> **Problem statement**: Reproduce each line from the first in the data through the line that contains "return None;" exactly; give nothing else.

(Saved data entries)

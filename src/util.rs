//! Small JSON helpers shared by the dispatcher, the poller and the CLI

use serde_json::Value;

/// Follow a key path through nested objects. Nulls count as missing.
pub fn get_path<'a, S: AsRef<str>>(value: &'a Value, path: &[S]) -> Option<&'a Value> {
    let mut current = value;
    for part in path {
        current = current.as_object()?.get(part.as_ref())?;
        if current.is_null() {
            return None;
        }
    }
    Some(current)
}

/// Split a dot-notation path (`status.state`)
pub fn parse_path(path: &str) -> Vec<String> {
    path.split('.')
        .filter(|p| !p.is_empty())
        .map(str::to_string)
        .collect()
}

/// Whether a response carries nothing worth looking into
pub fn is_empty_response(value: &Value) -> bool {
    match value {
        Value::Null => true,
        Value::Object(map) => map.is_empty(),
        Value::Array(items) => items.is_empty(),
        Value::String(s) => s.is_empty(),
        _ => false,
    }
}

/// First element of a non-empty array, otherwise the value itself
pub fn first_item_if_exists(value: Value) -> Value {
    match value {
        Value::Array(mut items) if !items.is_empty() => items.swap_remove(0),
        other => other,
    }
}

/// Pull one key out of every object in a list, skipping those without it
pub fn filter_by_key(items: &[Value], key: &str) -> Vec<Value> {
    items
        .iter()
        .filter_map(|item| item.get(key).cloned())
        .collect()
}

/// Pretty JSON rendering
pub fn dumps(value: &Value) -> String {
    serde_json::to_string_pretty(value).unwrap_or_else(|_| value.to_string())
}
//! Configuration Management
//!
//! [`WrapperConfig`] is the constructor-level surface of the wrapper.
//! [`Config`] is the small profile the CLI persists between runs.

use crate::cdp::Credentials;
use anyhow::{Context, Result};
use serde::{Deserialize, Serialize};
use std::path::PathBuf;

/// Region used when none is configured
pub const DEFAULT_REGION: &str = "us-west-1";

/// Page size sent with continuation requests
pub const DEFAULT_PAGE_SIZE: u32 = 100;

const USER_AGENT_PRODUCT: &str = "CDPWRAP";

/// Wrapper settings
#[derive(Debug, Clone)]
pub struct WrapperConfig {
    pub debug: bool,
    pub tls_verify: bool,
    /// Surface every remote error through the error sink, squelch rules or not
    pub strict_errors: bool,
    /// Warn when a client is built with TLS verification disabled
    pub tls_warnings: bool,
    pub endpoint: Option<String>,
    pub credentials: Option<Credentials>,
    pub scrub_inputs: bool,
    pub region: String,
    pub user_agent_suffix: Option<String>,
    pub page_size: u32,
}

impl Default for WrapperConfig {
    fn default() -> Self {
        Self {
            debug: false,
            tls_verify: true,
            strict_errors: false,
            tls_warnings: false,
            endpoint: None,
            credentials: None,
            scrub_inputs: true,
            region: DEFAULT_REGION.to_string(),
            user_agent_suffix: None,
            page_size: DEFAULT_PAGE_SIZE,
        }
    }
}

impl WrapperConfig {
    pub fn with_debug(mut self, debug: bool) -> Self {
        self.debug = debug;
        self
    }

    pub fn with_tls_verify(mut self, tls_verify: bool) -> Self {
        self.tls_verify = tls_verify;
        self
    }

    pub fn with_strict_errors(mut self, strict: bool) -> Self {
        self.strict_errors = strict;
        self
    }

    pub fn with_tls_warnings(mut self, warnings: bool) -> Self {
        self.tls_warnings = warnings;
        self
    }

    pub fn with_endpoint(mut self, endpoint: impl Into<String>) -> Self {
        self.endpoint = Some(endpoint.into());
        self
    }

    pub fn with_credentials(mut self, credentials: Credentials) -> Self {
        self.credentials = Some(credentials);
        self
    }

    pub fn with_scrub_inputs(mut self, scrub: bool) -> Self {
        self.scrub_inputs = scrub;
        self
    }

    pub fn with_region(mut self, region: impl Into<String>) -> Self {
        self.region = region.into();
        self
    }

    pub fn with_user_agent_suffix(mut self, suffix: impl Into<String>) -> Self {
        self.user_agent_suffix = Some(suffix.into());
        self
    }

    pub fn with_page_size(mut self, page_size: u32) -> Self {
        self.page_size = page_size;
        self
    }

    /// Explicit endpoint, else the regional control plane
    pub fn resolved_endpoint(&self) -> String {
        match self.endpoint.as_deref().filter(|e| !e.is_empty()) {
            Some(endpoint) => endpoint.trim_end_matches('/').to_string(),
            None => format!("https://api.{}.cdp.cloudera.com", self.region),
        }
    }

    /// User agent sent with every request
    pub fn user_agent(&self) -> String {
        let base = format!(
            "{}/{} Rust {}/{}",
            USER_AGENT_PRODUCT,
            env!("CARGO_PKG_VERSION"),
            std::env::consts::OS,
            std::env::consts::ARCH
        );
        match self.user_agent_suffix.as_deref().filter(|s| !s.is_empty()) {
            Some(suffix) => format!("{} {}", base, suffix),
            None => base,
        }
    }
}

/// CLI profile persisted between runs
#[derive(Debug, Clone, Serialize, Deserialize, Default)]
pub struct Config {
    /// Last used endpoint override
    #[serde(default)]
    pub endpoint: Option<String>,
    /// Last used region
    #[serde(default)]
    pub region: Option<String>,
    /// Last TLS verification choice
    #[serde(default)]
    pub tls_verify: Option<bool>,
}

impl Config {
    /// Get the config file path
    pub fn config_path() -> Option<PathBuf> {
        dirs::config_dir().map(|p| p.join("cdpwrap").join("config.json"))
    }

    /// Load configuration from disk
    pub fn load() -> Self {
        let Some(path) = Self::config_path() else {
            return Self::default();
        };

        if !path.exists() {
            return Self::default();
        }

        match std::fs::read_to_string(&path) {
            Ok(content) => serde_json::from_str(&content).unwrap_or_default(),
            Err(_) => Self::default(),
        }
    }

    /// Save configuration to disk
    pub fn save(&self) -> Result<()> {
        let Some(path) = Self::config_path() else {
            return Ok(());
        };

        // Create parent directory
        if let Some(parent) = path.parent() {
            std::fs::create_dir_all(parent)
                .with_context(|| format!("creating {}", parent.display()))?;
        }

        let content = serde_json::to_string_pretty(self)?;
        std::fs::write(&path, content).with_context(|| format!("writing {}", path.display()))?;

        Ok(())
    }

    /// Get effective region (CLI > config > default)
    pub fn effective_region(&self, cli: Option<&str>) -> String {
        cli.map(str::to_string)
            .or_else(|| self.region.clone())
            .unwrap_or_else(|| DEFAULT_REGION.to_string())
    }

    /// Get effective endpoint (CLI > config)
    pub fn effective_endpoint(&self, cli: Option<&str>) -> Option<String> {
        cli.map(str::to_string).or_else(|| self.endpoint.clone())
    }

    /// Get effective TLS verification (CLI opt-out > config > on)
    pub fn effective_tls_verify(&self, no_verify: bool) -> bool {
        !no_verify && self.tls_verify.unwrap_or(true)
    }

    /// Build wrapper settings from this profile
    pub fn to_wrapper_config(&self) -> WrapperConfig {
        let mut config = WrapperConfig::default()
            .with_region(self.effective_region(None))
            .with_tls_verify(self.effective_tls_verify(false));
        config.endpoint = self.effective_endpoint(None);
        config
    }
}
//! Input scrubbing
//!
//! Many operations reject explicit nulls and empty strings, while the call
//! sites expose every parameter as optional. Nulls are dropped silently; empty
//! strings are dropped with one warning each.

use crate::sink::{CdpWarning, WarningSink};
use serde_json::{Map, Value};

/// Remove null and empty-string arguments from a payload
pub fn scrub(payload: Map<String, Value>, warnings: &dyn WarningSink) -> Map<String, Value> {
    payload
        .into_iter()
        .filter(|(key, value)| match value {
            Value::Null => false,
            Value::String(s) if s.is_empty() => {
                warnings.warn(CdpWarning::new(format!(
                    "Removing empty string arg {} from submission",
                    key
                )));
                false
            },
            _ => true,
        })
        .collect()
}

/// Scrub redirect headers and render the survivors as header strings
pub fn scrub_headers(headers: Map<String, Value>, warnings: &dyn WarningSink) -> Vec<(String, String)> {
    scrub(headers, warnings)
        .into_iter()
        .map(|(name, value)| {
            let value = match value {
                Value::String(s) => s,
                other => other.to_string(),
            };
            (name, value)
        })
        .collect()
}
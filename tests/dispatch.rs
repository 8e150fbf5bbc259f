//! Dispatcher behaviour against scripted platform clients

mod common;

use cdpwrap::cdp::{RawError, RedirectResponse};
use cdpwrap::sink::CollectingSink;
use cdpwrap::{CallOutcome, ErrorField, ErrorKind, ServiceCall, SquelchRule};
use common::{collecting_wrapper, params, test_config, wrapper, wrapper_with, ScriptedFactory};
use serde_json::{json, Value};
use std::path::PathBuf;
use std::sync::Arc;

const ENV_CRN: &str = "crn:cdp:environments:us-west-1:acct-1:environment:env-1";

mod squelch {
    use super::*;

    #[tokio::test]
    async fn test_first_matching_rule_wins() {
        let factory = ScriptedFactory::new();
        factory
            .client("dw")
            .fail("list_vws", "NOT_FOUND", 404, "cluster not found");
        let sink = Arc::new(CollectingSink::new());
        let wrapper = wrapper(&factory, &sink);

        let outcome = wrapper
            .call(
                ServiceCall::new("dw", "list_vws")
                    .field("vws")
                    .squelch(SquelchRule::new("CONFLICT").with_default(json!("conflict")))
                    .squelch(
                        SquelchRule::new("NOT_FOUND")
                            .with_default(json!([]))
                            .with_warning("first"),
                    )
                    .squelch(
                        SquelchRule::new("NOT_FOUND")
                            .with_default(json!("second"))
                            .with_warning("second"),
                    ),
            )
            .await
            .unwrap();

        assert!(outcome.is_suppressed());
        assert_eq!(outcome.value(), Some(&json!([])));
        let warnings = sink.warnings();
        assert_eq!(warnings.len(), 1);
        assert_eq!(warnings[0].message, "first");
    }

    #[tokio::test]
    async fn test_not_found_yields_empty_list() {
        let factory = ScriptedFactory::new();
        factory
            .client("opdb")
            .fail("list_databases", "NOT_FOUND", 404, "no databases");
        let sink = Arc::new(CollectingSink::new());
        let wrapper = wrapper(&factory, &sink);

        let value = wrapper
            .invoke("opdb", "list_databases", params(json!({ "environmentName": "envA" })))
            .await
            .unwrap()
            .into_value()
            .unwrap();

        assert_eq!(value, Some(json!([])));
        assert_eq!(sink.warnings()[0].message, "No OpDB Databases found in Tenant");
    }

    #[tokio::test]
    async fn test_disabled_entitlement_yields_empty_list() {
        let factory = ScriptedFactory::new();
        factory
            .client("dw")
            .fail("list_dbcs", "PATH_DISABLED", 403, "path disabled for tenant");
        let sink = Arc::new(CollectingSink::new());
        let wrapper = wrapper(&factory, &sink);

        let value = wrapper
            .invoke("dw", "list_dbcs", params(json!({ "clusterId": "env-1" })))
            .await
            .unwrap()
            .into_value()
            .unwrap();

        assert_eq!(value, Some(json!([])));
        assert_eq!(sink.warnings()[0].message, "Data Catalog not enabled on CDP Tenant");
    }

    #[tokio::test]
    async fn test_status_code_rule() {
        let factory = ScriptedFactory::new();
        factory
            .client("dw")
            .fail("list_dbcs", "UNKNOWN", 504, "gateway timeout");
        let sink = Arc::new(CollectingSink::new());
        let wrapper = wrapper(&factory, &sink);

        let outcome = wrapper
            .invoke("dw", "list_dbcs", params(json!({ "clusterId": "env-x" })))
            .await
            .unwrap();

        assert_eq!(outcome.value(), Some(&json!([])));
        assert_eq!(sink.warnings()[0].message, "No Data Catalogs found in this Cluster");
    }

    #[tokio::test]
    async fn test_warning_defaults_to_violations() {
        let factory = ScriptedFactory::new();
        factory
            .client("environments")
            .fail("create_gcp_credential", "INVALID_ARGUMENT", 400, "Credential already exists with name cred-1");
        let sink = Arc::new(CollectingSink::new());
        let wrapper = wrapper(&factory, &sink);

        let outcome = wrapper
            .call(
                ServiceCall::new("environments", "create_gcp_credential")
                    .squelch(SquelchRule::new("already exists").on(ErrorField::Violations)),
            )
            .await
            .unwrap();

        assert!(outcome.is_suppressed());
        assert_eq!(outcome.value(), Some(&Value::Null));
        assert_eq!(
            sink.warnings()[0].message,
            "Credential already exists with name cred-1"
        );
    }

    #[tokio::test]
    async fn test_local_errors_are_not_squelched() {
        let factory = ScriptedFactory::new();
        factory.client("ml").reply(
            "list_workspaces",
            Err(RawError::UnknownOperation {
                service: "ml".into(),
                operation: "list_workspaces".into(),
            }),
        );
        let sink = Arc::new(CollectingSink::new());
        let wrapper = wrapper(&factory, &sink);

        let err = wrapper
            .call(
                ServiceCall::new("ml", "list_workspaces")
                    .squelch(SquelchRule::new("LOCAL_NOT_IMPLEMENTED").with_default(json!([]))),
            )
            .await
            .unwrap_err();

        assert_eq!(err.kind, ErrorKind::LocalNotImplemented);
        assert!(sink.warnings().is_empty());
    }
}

> **Reply to the task**:
filename src/util.rs
//! Small JSON helpers shared by the dispatcher, the poller and the CLI

use serde_json::Value;

/// Follow a key path through nested objects. Nulls count as missing.
pub fn get_path<'a, S: AsRef<str>>(value: &'a Value, path: &[S]) -> Option<&'a Value> {
    let mut current = value;
    for part in path {
        current = current.as_object()?.get(part.as_ref())?;
        if current.is_null() {
            return None;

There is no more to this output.